そうしたら、その日の夜から酷い腹痛にみまわれ、トイレで嘔吐した。食中毒である。入院中に食中毒にかかる人も珍しいと思うが、かかったのだからしょうがない。とにかく死にそうになった。意識が朦朧とした。そこが病院でよかったというのかなんというか、今自分が掛かってる病気とは違う症状でこんなに苦しんでることに不条理と笑いを感じながら激しい気分の悪さに苦しんでいた。ふと気付くと、佐々野さんが立っているのが見えて、僕の腕にアルコールを塗り、「少し痛いですよ。」と言って、暖かい手で患部を抑え、冷たい止血帯を巻きつけ、そのまま速やかに注射針を刺した。今でもおぼえているが、この注射は相当痛かった。たぶん普通の注射ではないのだと思うが、目が見開かれ口が歪むのを抑えられないくらい激しい痛みである。食中毒の苦しみと注射の痛みと佐々野さんの手の感触が混ざり合った、限りなく恍惚に近い意識混迷状態に陥った。注射後、身体は劇的にラクになって、そのまま眠った。


大変だったのはその事件の夜くらいで、後はおおむね何事もない日々だった。ドストエフスキー罪と罰とか、太宰治の中期のものとか、大江健三郎の初期のものを読んだ。入院当初、満員だった四人部屋は、月の下旬頃には僕一人となってしまった。皆、退院したり移動してしまったのだ。誰もいなくなった病室で、ある日僕は窓から外の景色を見ていた。病室は三階にあり、下の駐車場を見下ろしていると、佐々野さんがいた。仕事が終わって帰るところらしく、いつもの白衣ではなく、普段着で、小さな赤ちゃんを抱いていた。あ、結婚してるのか、と思って、けっこうびっくりした。


そのときの、夕方から夜に向かう時間の空は少しずつ色合いを変え始めていて、見ている目の前でゆっくりと駐車場を照らす照明が点灯しはじめた。僕はそのとき、そういったさまざまな出来事すべてを、いま天の視点から見下ろすことができているような気がした。

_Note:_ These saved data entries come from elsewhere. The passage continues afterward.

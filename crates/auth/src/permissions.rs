use std::borrow::Cow;

use serde::{Deserialize, Serialize};

/// Permission identifier, `"<resource>.<action>"` (e.g. `"licenses.read"`).
///
/// The wildcard `"*"` grants everything and is only handed out by the admin
/// role.
#[derive(Debug, Clone, PartialEq, Eq, Hash, Serialize, Deserialize)]
#[serde(transparent)]
pub struct Permission(Cow<'static, str>);

impl Permission {
    pub const WILDCARD: Permission = Permission(Cow::Borrowed("*"));
    pub const LICENSES_READ: Permission = Permission(Cow::Borrowed("licenses.read"));
    pub const LICENSES_WRITE: Permission = Permission(Cow::Borrowed("licenses.write"));
    pub const INVOICES_READ: Permission = Permission(Cow::Borrowed("invoices.read"));
    pub const INVOICES_WRITE: Permission = Permission(Cow::Borrowed("invoices.write"));
    pub const ACTIVITY_READ: Permission = Permission(Cow::Borrowed("activity.read"));

    pub fn new(name: impl Into<Cow<'static, str>>) -> Self {
        Self(name.into())
    }

    pub fn as_str(&self) -> &str {
        &self.0
    }

    pub fn is_wildcard(&self) -> bool {
        self.as_str() == "*"
    }

    /// `true` if holding `self` satisfies a check for `required`.
    pub fn grants(&self, required: &Permission) -> bool {
        self.is_wildcard() || self == required
    }
}

impl core::fmt::Display for Permission {
    fn fmt(&self, f: &mut core::fmt::Formatter<'_>) -> core::fmt::Result {
        f.write_str(&self.0)
    }
}
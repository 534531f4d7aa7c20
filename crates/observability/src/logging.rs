//! Tracing/logging initialization.
//!
//! Filtering comes from `RUST_LOG` (default `info`). Output is JSON lines
//! unless `LOG_FORMAT=pretty`.

use core::str::FromStr;

use tracing_subscriber::EnvFilter;

#[derive(Debug, Clone, Copy, PartialEq, Eq, Default)]
pub enum LogFormat {
    #[default]
    Json,
    Pretty,
}

impl LogFormat {
    /// Read `LOG_FORMAT`; unknown values fall back to JSON.
    pub fn from_env() -> Self {
        std::env::var("LOG_FORMAT")
            .ok()
            .and_then(|v| v.parse().ok())
            .unwrap_or_default()
    }
}

impl FromStr for LogFormat {
    type Err = String;

    fn from_str(s: &str) -> Result<Self, Self::Err> {
        match s.trim().to_ascii_lowercase().as_str() {
            "json" => Ok(LogFormat::Json),
            "pretty" | "text" => Ok(LogFormat::Pretty),
            other => Err(format!("unknown log format '{other}' (expected json or pretty)")),
        }
    }
}

/// Initialize tracing/logging for the process.
///
/// Safe to call multiple times (subsequent calls are no-ops).
pub fn init(format: LogFormat) {
    let filter = EnvFilter::try_from_default_env().unwrap_or_else(|_| EnvFilter::new("info"));

    let installed = match format {
        LogFormat::Json => tracing_subscriber::fmt()
            .with_env_filter(filter)
            .json()
            .with_timer(tracing_subscriber::fmt::time::SystemTime)
            .with_target(false)
            .try_init()
            .is_ok(),
        LogFormat::Pretty => tracing_subscriber::fmt()
            .with_env_filter(filter)
            .pretty()
            .try_init()
            .is_ok(),
    };

    if installed {
        tracing::debug!(format = ?format, "logging initialized");
    }
}

#[cfg(test)]
mod tests {
    use super::*;

    #[test]
    fn parses_known_formats() {
        assert_eq!("JSON".parse::<LogFormat>(), Ok(LogFormat::Json));
        assert_eq!(" pretty ".parse::<LogFormat>(), Ok(LogFormat::Pretty));
        assert!("xml".parse::<LogFormat>().is_err());
    }

    #[test]
    fn repeated_init_is_harmless() {
        init(LogFormat::Json);
        init(LogFormat::Pretty);
    }
}
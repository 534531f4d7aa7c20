use core::str::FromStr;

use chrono::{DateTime, Utc};
use serde::{Deserialize, Serialize};

use licensedesk_core::{
    BankId, CompanyId, DomainError, DomainResult, Entity, InvoiceId, LineItemId, PlanId,
};

/// Invoice payment status.
///
/// Drives license activation: a license funded by a `Paid` invoice is active.
#[derive(Debug, Clone, Copy, PartialEq, Eq, Hash, Serialize, Deserialize)]
pub enum InvoiceStatus {
    Unpaid,
    Paid,
}

impl InvoiceStatus {
    pub fn as_str(&self) -> &'static str {
        match self {
            InvoiceStatus::Unpaid => "Unpaid",
            InvoiceStatus::Paid => "Paid",
        }
    }

    pub fn is_paid(&self) -> bool {
        matches!(self, InvoiceStatus::Paid)
    }
}

impl core::fmt::Display for InvoiceStatus {
    fn fmt(&self, f: &mut core::fmt::Formatter<'_>) -> core::fmt::Result {
        f.write_str(self.as_str())
    }
}

impl FromStr for InvoiceStatus {
    type Err = DomainError;

    fn from_str(s: &str) -> Result<Self, Self::Err> {
        match s.to_ascii_lowercase().as_str() {
            "unpaid" => Ok(InvoiceStatus::Unpaid),
            "paid" => Ok(InvoiceStatus::Paid),
            _ => Err(DomainError::validation(format!(
                "unknown invoice status '{s}' (expected Unpaid or Paid)"
            ))),
        }
    }
}

/// How the invoice is (or will be) settled.
#[derive(Debug, Clone, Copy, PartialEq, Eq, Serialize, Deserialize)]
#[serde(rename_all = "snake_case")]
pub enum PaymentMethod {
    BankTransfer,
    Card,
    Cash,
    Cheque,
    Other,
}

impl PaymentMethod {
    pub fn as_str(&self) -> &'static str {
        match self {
            PaymentMethod::BankTransfer => "bank_transfer",
            PaymentMethod::Card => "card",
            PaymentMethod::Cash => "cash",
            PaymentMethod::Cheque => "cheque",
            PaymentMethod::Other => "other",
        }
    }
}

impl FromStr for PaymentMethod {
    type Err = DomainError;

    fn from_str(s: &str) -> Result<Self, Self::Err> {
        match s {
            "bank_transfer" => Ok(PaymentMethod::BankTransfer),
            "card" => Ok(PaymentMethod::Card),
            "cash" => Ok(PaymentMethod::Cash),
            "cheque" => Ok(PaymentMethod::Cheque),
            "other" => Ok(PaymentMethod::Other),
            _ => Err(DomainError::validation(format!("unknown payment method '{s}'"))),
        }
    }
}

/// Invoice line, owned by exactly one invoice.
#[derive(Debug, Clone, PartialEq, Eq, Serialize, Deserialize)]
pub struct LineItem {
    pub id: LineItemId,
    pub plan_id: PlanId,
    pub description: String,
    pub quantity: u32,
    /// Price in smallest currency unit (e.g., cents).
    pub unit_price: u64,
    /// `quantity * unit_price`, in smallest currency unit.
    pub total: u64,
}

/// Line item as submitted by a caller (total optional, computed if absent).
#[derive(Debug, Clone, PartialEq, Eq)]
pub struct LineItemDraft {
    pub plan_id: PlanId,
    pub description: String,
    pub quantity: u32,
    pub unit_price: u64,
    pub total: Option<u64>,
}

impl LineItemDraft {
    /// Validate the draft and assign it an identity.
    pub fn into_line_item(self, id: LineItemId) -> DomainResult<LineItem> {
        let description = self.description.trim();
        if description.is_empty() {
            return Err(DomainError::validation("line item description must not be empty"));
        }
        if self.quantity == 0 {
            return Err(DomainError::validation("line item quantity must be positive"));
        }

        let computed = u64::from(self.quantity)
            .checked_mul(self.unit_price)
            .ok_or_else(|| DomainError::invariant("line item amount overflow"))?;

        if let Some(total) = self.total {
            if total != computed {
                return Err(DomainError::validation(format!(
                    "line item total {total} does not equal quantity * unit_price ({computed})"
                )));
            }
        }

        Ok(LineItem {
            id,
            plan_id: self.plan_id,
            description: description.to_string(),
            quantity: self.quantity,
            unit_price: self.unit_price,
            total: computed,
        })
    }
}

fn build_line_items(drafts: Vec<LineItemDraft>) -> DomainResult<Vec<LineItem>> {
    let items = drafts
        .into_iter()
        .map(|d| d.into_line_item(LineItemId::new()))
        .collect::<DomainResult<Vec<_>>>()?;

    items
        .iter()
        .try_fold(0u64, |acc, item| acc.checked_add(item.total))
        .ok_or_else(|| DomainError::invariant("invoice total overflow"))?;

    Ok(items)
}

fn normalize_invoice_number(raw: &str) -> DomainResult<String> {
    let number = raw.trim();
    if number.is_empty() {
        return Err(DomainError::validation("invoice_number must not be empty"));
    }
    Ok(number.to_string())
}

/// Billing record for one or more plans.
///
/// # Invariants
/// - `invoice_number` is non-empty (uniqueness is enforced by the store).
/// - At least one line item; each line's `total == quantity * unit_price`.
#[derive(Debug, Clone, PartialEq, Eq, Serialize, Deserialize)]
pub struct Invoice {
    pub id: InvoiceId,
    pub invoice_number: String,
    pub company_id: CompanyId,
    pub bank_id: Option<BankId>,
    pub payment_method: PaymentMethod,
    pub status: InvoiceStatus,
    pub line_items: Vec<LineItem>,
    pub created_at: DateTime<Utc>,
    pub updated_at: DateTime<Utc>,
}

impl Entity for Invoice {
    type Id = InvoiceId;
    const KIND: &'static str = "invoice";

    fn id(&self) -> &Self::Id {
        &self.id
    }
}

/// Input for creating an invoice.
#[derive(Debug, Clone, PartialEq, Eq)]
pub struct NewInvoice {
    pub invoice_number: String,
    pub company_id: CompanyId,
    pub bank_id: Option<BankId>,
    pub payment_method: PaymentMethod,
    /// Defaults to `Unpaid`.
    pub status: Option<InvoiceStatus>,
    pub line_items: Vec<LineItemDraft>,
}

/// Partial update of an invoice. `None` leaves a field untouched.
#[derive(Debug, Clone, Default, PartialEq, Eq)]
pub struct InvoiceChanges {
    pub invoice_number: Option<String>,
    pub company_id: Option<CompanyId>,
    /// `Some(None)` clears the bank reference.
    pub bank_id: Option<Option<BankId>>,
    pub payment_method: Option<PaymentMethod>,
    pub status: Option<InvoiceStatus>,
    /// Replaces the whole line item set when present.
    pub line_items: Option<Vec<LineItemDraft>>,
}

/// Outcome of applying `InvoiceChanges`.
#[derive(Debug, Clone, Copy, PartialEq, Eq)]
pub struct InvoiceUpdate {
    pub previous_status: InvoiceStatus,
    pub line_items_replaced: bool,
}

impl InvoiceUpdate {
    pub fn status_changed(&self, current: InvoiceStatus) -> bool {
        self.previous_status != current
    }
}

impl Invoice {
    pub fn create(id: InvoiceId, new: NewInvoice, now: DateTime<Utc>) -> DomainResult<Self> {
        Ok(Self {
            id,
            invoice_number: normalize_invoice_number(&new.invoice_number)?,
            company_id: new.company_id,
            bank_id: new.bank_id,
            payment_method: new.payment_method,
            status: new.status.unwrap_or(InvoiceStatus::Unpaid),
            line_items: build_line_items(new.line_items)?,
            created_at: now,
            updated_at: now,
        })
    }

    /// Sum of line totals in smallest currency unit.
    pub fn total_amount(&self) -> u64 {
        self.line_items.iter().map(|l| l.total).sum()
    }

    pub fn is_paid(&self) -> bool {
        self.status.is_paid()
    }

    /// Apply a partial update. Validation happens before any field is touched.
    pub fn apply_changes(
        &mut self,
        changes: InvoiceChanges,
        now: DateTime<Utc>,
    ) -> DomainResult<InvoiceUpdate> {
        let invoice_number = changes
            .invoice_number
            .as_deref()
            .map(normalize_invoice_number)
            .transpose()?;
        let line_items = changes.line_items.map(build_line_items).transpose()?;

        let update = InvoiceUpdate {
            previous_status: self.status,
            line_items_replaced: line_items.is_some(),
        };

        if let Some(number) = invoice_number {
            self.invoice_number = number;
        }
        if let Some(company_id) = changes.company_id {
            self.company_id = company_id;
        }
        if let Some(bank_id) = changes.bank_id {
            self.bank_id = bank_id;
        }
        if let Some(method) = changes.payment_method {
            self.payment_method = method;
        }
        if let Some(status) = changes.status {
            self.status = status;
        }
        if let Some(items) = line_items {
            self.line_items = items;
        }
        self.updated_at = now;

        Ok(update)
    }
}
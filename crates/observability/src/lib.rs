//! Tracing and logging (shared setup).

pub mod logging;

pub use logging::LogFormat;

/// Initialize process-wide logging from the environment (`RUST_LOG`,
/// `LOG_FORMAT`).
///
/// This is safe to call multiple times; subsequent calls become no-ops.
pub fn init() {
    logging::init(LogFormat::from_env());
}
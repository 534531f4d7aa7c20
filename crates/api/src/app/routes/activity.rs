use std::sync::Arc;

use axum::{
    extract::{rejection::QueryRejection, Extension, Query},
    http::StatusCode,
    response::{IntoResponse, Response},
    routing::get,
    Json, Router,
};

use licensedesk_auth::Permission;

use crate::app::{dto, errors};
use crate::app::services::AppServices;
use crate::authz::require_permission;
use crate::context::PrincipalContext;

pub fn router() -> Router {
    Router::new().route("/", get(list_activity))
}

/// Newest-first audit trail, optionally narrowed to one subject.
pub async fn list_activity(
    Extension(services): Extension<Arc<AppServices>>,
    Extension(principal): Extension<PrincipalContext>,
    query: Result<Query<dto::ActivityQuery>, QueryRejection>,
) -> Response {
    if let Err(resp) = require_permission(&principal, &Permission::ACTIVITY_READ) {
        return resp;
    }
    let Query(query) = match query {
        Ok(q) => q,
        Err(rejection) => return errors::query_rejection(rejection),
    };
    let (filter, pagination) = match query.into_parts() {
        Ok(parts) => parts,
        Err(e) => return errors::domain_error_to_response(e),
    };

    match services.lifecycle().list_activity(filter, pagination).await {
        Ok(page) => (StatusCode::OK, Json(dto::activity_page_to_json(&page))).into_response(),
        Err(e) => errors::service_error_to_response(e),
    }
}
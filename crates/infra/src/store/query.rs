//! Listing filters and pagination shared by every store backend.

use serde::{Deserialize, Serialize};
use uuid::Uuid;

use licensedesk_core::{CompanyId, InvoiceId, UserId};
use licensedesk_invoicing::InvoiceStatus;
use licensedesk_licensing::LicenseStatus;

use crate::activity::{ActivityEntry, SubjectKind};

/// Pagination parameters for list queries.
#[derive(Debug, Clone, Copy, PartialEq, Eq, Serialize, Deserialize)]
pub struct Pagination {
    pub limit: u32,
    pub offset: u32,
}

impl Pagination {
    pub const DEFAULT_LIMIT: u32 = 50;
    pub const MAX_LIMIT: u32 = 500;

    pub fn new(limit: Option<u32>, offset: Option<u32>) -> Self {
        Self {
            limit: limit.unwrap_or(Self::DEFAULT_LIMIT).min(Self::MAX_LIMIT),
            offset: offset.unwrap_or(0),
        }
    }

    /// Apply to an already ordered in-memory sequence.
    pub fn slice<T>(&self, items: impl IntoIterator<Item = T>) -> Vec<T> {
        items
            .into_iter()
            .skip(self.offset as usize)
            .take(self.limit as usize)
            .collect()
    }
}

impl Default for Pagination {
    fn default() -> Self {
        Self::new(None, None)
    }
}

#[derive(Debug, Clone, Default, PartialEq, Eq, Serialize, Deserialize)]
pub struct LicenseFilter {
    pub status: Option<LicenseStatus>,
    pub invoice_id: Option<InvoiceId>,
    pub user_id: Option<UserId>,
}

#[derive(Debug, Clone, Default, PartialEq, Eq, Serialize, Deserialize)]
pub struct InvoiceFilter {
    pub status: Option<InvoiceStatus>,
    pub company_id: Option<CompanyId>,
}

#[derive(Debug, Clone, Default, PartialEq, Eq, Serialize, Deserialize)]
pub struct ActivityFilter {
    pub subject_kind: Option<SubjectKind>,
    pub subject_id: Option<Uuid>,
}

impl ActivityFilter {
    pub fn matches(&self, entry: &ActivityEntry) -> bool {
        self.subject_kind.is_none_or(|k| k == entry.subject_kind)
            && self.subject_id.is_none_or(|id| id == entry.subject_id)
    }
}

/// One page of activity, newest first.
#[derive(Debug, Clone, PartialEq, Serialize, Deserialize)]
pub struct ActivityPage {
    pub entries: Vec<ActivityEntry>,
    /// Entries matching the filter across all pages.
    pub total: u64,
    pub pagination: Pagination,
    pub has_more: bool,
}

impl ActivityPage {
    pub fn new(entries: Vec<ActivityEntry>, total: u64, pagination: Pagination) -> Self {
        let has_more = u64::from(pagination.offset) + (entries.len() as u64) < total;
        Self {
            entries,
            total,
            pagination,
            has_more,
        }
    }
}

#[cfg(test)]
mod tests {
    use super::*;

    #[test]
    fn limit_is_capped() {
        assert_eq!(Pagination::new(Some(10_000), None).limit, Pagination::MAX_LIMIT);
        assert_eq!(Pagination::default().limit, Pagination::DEFAULT_LIMIT);
    }

    #[test]
    fn slice_applies_offset_then_limit() {
        let page = Pagination::new(Some(2), Some(3));
        assert_eq!(page.slice(0..10), vec![3, 4]);
        assert!(Pagination::new(Some(5), Some(20)).slice(0..10).is_empty());
    }

    #[test]
    fn has_more_reflects_remaining_entries() {
        let page = ActivityPage::new(Vec::new(), 0, Pagination::default());
        assert!(!page.has_more);
        let page = ActivityPage::new(Vec::new(), 10, Pagination::new(Some(5), Some(0)));
        assert!(page.has_more);
    }
}
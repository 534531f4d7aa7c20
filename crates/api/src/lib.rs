//! HTTP API: configuration, server wiring, routing and request/response
//! mapping for the license and invoice lifecycle service.

pub mod app;
pub mod authz;
pub mod config;
pub mod context;
pub mod middleware;
use axum::extract::rejection::{JsonRejection, QueryRejection};
use axum::http::StatusCode;
use axum::response::{IntoResponse, Response};
use serde_json::json;

use licensedesk_core::DomainError;
use licensedesk_infra::ServiceError;

pub fn service_error_to_response(err: ServiceError) -> Response {
    match err {
        ServiceError::NotFound(what) => {
            json_error(StatusCode::NOT_FOUND, "not_found", format!("{what} not found"))
        }
        ServiceError::Validation(msg) => json_error(StatusCode::BAD_REQUEST, "validation_error", msg),
        ServiceError::Conflict(msg) => json_error(StatusCode::CONFLICT, "conflict", msg),
        ServiceError::Persistence(e) => {
            tracing::error!(error = %e, "persistence failure");
            json_error(
                StatusCode::INTERNAL_SERVER_ERROR,
                "persistence_error",
                e.to_string(),
            )
        }
    }
}

pub fn domain_error_to_response(err: DomainError) -> Response {
    service_error_to_response(err.into())
}

pub fn json_error(status: StatusCode, code: &'static str, message: impl Into<String>) -> Response {
    (
        status,
        axum::Json(json!({
            "error": code,
            "message": message.into(),
        })),
    )
        .into_response()
}

pub fn invalid_id(what: &str) -> Response {
    json_error(
        StatusCode::BAD_REQUEST,
        "invalid_id",
        format!("invalid {what} id"),
    )
}

/// Body that failed to parse or did not match the request schema.
pub fn json_rejection(rejection: JsonRejection) -> Response {
    json_error(
        StatusCode::BAD_REQUEST,
        "invalid_body",
        rejection.body_text(),
    )
}

pub fn query_rejection(rejection: QueryRejection) -> Response {
    json_error(
        StatusCode::BAD_REQUEST,
        "invalid_query",
        rejection.body_text(),
    )
}
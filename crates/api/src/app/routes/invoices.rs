use std::sync::Arc;

use axum::{
    extract::{
        rejection::{JsonRejection, QueryRejection},
        Extension, Path, Query,
    },
    http::StatusCode,
    response::{IntoResponse, Response},
    routing::get,
    Json, Router,
};

use licensedesk_auth::Permission;
use licensedesk_core::InvoiceId;

use crate::app::{dto, errors};
use crate::app::services::AppServices;
use crate::authz::require_permission;
use crate::context::PrincipalContext;

pub fn router() -> Router {
    Router::new()
        .route("/", get(list_invoices).post(create_invoice))
        .route(
            "/:id",
            get(get_invoice).patch(update_invoice).delete(delete_invoice),
        )
}

fn parse_id(raw: &str) -> Result<InvoiceId, Response> {
    raw.parse().map_err(|_| errors::invalid_id("invoice"))
}

pub async fn create_invoice(
    Extension(services): Extension<Arc<AppServices>>,
    Extension(principal): Extension<PrincipalContext>,
    body: Result<Json<dto::CreateInvoiceRequest>, JsonRejection>,
) -> Response {
    if let Err(resp) = require_permission(&principal, &Permission::INVOICES_WRITE) {
        return resp;
    }
    let Json(body) = match body {
        Ok(b) => b,
        Err(rejection) => return errors::json_rejection(rejection),
    };
    let (new, license_ids) = match body.into_parts() {
        Ok(parts) => parts,
        Err(e) => return errors::domain_error_to_response(e),
    };

    match services
        .lifecycle()
        .create_invoice(principal.actor(), new, license_ids)
        .await
    {
        Ok(created) => (
            StatusCode::CREATED,
            Json(dto::invoice_with_licenses_to_json(&created)),
        )
            .into_response(),
        Err(e) => errors::service_error_to_response(e),
    }
}

pub async fn list_invoices(
    Extension(services): Extension<Arc<AppServices>>,
    Extension(principal): Extension<PrincipalContext>,
    query: Result<Query<dto::InvoiceListQuery>, QueryRejection>,
) -> Response {
    if let Err(resp) = require_permission(&principal, &Permission::INVOICES_READ) {
        return resp;
    }
    let Query(query) = match query {
        Ok(q) => q,
        Err(rejection) => return errors::query_rejection(rejection),
    };
    let (filter, pagination) = match query.into_parts() {
        Ok(parts) => parts,
        Err(e) => return errors::domain_error_to_response(e),
    };

    match services.lifecycle().list_invoices(filter, pagination).await {
        Ok(invoices) => {
            let items = invoices.iter().map(dto::invoice_to_json).collect::<Vec<_>>();
            (
                StatusCode::OK,
                Json(serde_json::json!({
                    "items": items,
                    "limit": pagination.limit,
                    "offset": pagination.offset,
                })),
            )
                .into_response()
        }
        Err(e) => errors::service_error_to_response(e),
    }
}

pub async fn get_invoice(
    Extension(services): Extension<Arc<AppServices>>,
    Extension(principal): Extension<PrincipalContext>,
    Path(id): Path<String>,
) -> Response {
    if let Err(resp) = require_permission(&principal, &Permission::INVOICES_READ) {
        return resp;
    }
    let id = match parse_id(&id) {
        Ok(id) => id,
        Err(resp) => return resp,
    };

    match services.lifecycle().get_invoice(id).await {
        Ok(found) => (StatusCode::OK, Json(dto::invoice_with_licenses_to_json(&found))).into_response(),
        Err(e) => errors::service_error_to_response(e),
    }
}

pub async fn update_invoice(
    Extension(services): Extension<Arc<AppServices>>,
    Extension(principal): Extension<PrincipalContext>,
    Path(id): Path<String>,
    body: Result<Json<dto::UpdateInvoiceRequest>, JsonRejection>,
) -> Response {
    if let Err(resp) = require_permission(&principal, &Permission::INVOICES_WRITE) {
        return resp;
    }
    let id = match parse_id(&id) {
        Ok(id) => id,
        Err(resp) => return resp,
    };
    let Json(body) = match body {
        Ok(b) => b,
        Err(rejection) => return errors::json_rejection(rejection),
    };
    let changes = match body.into_changes() {
        Ok(c) => c,
        Err(e) => return errors::domain_error_to_response(e),
    };

    match services
        .lifecycle()
        .update_invoice(principal.actor(), id, changes)
        .await
    {
        Ok(updated) => (StatusCode::OK, Json(dto::invoice_with_licenses_to_json(&updated))).into_response(),
        Err(e) => errors::service_error_to_response(e),
    }
}

pub async fn delete_invoice(
    Extension(services): Extension<Arc<AppServices>>,
    Extension(principal): Extension<PrincipalContext>,
    Path(id): Path<String>,
) -> Response {
    if let Err(resp) = require_permission(&principal, &Permission::INVOICES_WRITE) {
        return resp;
    }
    let id = match parse_id(&id) {
        Ok(id) => id,
        Err(resp) => return resp,
    };

    match services.lifecycle().delete_invoice(principal.actor(), id).await {
        Ok(()) => StatusCode::NO_CONTENT.into_response(),
        Err(e) => errors::service_error_to_response(e),
    }
}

昨日退院した隣のベッドにいた小学生の子は、今頃見下ろしている下の地面のどこかで普通に暮らしていて、それと同時に、佐々野さんも赤ちゃんを抱いて自分の家に帰ろうとしていて、それぞれの世界とぞれぞれの時間がすべて遠いところで水が流れるように進んでいくのを感じた。バスが来て、何人かの人がバスに乗り込んで、そのバスが行ってしまってからは、またさらに、全然別の違う車が、行ったり来たりしていた。


その日の夜はいつもよりも静かで寂しく、病院に自分ひとりしかいない様な感じがした。もし佐々野さんが夜勤であってくれたら、僕は佐々野さんが見回りに来る十二時までは起きていようとしただろうが。僕の描いた絵を一度見てもらえば良かったとも思っていた。しかしその頃僕は自信をもって人に見せられるような絵など一枚だって描いてなかったようにも思うのだが。


僕には生きる目的がないとも思った。孤独を誇りに思ってさえいた僕だが、しかしふとしたときに大きな空しさに包まれたものだ。しかし結局、こうしてそのときの気分を書き記しておくのを、続けることだけは続けようとは思った。


十月からはまた学校へ通う日々が戻ってきた。そしてまたいつもの日常を繰り返している。